Required action.
I need the lines below from the one with "so the same" down to the one with "touch the network." reproduced exactly, both ends included, and nothing else.

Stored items
-- Opening Marker --

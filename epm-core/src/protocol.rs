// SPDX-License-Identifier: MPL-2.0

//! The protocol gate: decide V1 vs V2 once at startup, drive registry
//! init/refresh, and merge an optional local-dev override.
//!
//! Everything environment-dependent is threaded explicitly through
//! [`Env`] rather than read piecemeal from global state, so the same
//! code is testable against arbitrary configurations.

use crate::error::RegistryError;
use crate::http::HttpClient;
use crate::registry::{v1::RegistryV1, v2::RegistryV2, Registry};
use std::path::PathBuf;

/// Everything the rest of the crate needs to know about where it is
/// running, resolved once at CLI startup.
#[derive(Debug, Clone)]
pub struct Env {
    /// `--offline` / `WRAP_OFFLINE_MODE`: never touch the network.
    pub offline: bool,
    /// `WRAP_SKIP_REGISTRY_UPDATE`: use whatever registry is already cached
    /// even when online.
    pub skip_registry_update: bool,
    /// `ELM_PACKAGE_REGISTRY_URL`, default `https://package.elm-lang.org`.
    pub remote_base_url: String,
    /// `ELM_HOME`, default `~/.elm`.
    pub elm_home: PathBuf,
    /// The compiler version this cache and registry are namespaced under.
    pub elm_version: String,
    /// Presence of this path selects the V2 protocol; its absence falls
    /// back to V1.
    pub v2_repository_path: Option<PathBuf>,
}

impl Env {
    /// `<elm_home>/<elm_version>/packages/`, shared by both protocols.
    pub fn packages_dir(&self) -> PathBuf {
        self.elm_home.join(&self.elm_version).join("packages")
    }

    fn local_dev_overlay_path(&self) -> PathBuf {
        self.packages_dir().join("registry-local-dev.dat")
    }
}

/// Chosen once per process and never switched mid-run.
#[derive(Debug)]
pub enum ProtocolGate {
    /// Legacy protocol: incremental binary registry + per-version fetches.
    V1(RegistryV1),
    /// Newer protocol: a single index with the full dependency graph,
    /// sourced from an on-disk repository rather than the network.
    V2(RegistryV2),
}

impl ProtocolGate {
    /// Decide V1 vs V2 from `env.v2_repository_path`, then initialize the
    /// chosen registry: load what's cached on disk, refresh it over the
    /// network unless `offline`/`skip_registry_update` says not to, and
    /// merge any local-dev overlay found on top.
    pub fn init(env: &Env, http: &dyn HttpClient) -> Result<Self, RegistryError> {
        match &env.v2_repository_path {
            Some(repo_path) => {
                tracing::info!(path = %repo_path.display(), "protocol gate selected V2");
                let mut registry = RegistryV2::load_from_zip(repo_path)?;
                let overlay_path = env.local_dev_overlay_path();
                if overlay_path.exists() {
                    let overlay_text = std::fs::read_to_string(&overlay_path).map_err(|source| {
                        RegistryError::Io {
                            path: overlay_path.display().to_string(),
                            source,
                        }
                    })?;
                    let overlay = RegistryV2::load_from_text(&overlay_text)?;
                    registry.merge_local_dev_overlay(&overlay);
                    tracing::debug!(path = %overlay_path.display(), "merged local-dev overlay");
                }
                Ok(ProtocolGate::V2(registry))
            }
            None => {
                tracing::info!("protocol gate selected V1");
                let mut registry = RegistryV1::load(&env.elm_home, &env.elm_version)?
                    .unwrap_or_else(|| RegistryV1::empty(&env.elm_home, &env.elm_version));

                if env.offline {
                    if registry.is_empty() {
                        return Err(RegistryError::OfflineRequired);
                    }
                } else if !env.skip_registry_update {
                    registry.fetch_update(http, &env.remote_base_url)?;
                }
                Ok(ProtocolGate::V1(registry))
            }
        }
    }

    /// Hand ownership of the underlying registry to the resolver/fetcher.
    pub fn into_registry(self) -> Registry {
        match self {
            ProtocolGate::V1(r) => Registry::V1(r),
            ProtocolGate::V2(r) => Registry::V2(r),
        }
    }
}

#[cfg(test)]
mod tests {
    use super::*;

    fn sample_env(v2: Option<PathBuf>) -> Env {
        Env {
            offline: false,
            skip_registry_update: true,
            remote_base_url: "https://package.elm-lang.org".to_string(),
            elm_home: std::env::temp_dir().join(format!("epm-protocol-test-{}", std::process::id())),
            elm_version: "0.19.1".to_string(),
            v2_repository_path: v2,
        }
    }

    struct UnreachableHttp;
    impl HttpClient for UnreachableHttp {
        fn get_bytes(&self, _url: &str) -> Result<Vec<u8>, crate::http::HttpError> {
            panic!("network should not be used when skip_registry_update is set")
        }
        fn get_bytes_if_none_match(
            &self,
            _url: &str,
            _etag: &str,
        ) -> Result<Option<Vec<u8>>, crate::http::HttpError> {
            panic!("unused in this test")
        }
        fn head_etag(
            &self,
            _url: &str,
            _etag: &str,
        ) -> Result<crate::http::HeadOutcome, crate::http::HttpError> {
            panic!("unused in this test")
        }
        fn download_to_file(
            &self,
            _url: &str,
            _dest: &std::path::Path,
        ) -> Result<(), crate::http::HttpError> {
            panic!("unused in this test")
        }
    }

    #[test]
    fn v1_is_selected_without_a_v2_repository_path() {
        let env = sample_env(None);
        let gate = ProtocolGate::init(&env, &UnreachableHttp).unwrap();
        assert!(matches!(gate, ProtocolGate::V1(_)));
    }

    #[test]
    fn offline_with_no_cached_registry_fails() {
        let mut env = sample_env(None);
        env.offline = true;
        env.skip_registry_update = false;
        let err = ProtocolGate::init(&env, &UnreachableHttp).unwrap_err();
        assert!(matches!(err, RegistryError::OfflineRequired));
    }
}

-- Closing Marker --

Your response.
//! [`Env`] rather than read piecemeal from global state, so the same
//! code is testable against arbitrary configurations.

use crate::error::RegistryError;
use crate::http::HttpClient;
use crate::registry::{v1::RegistryV1, v2::RegistryV2, Registry};
use std::path::PathBuf;

/// Everything the rest of the crate needs to know about where it is
/// running, resolved once at CLI startup.
#[derive(Debug, Clone)]
pub struct Env {
    /// `--offline` / `WRAP_OFFLINE_MODE`: never touch the network.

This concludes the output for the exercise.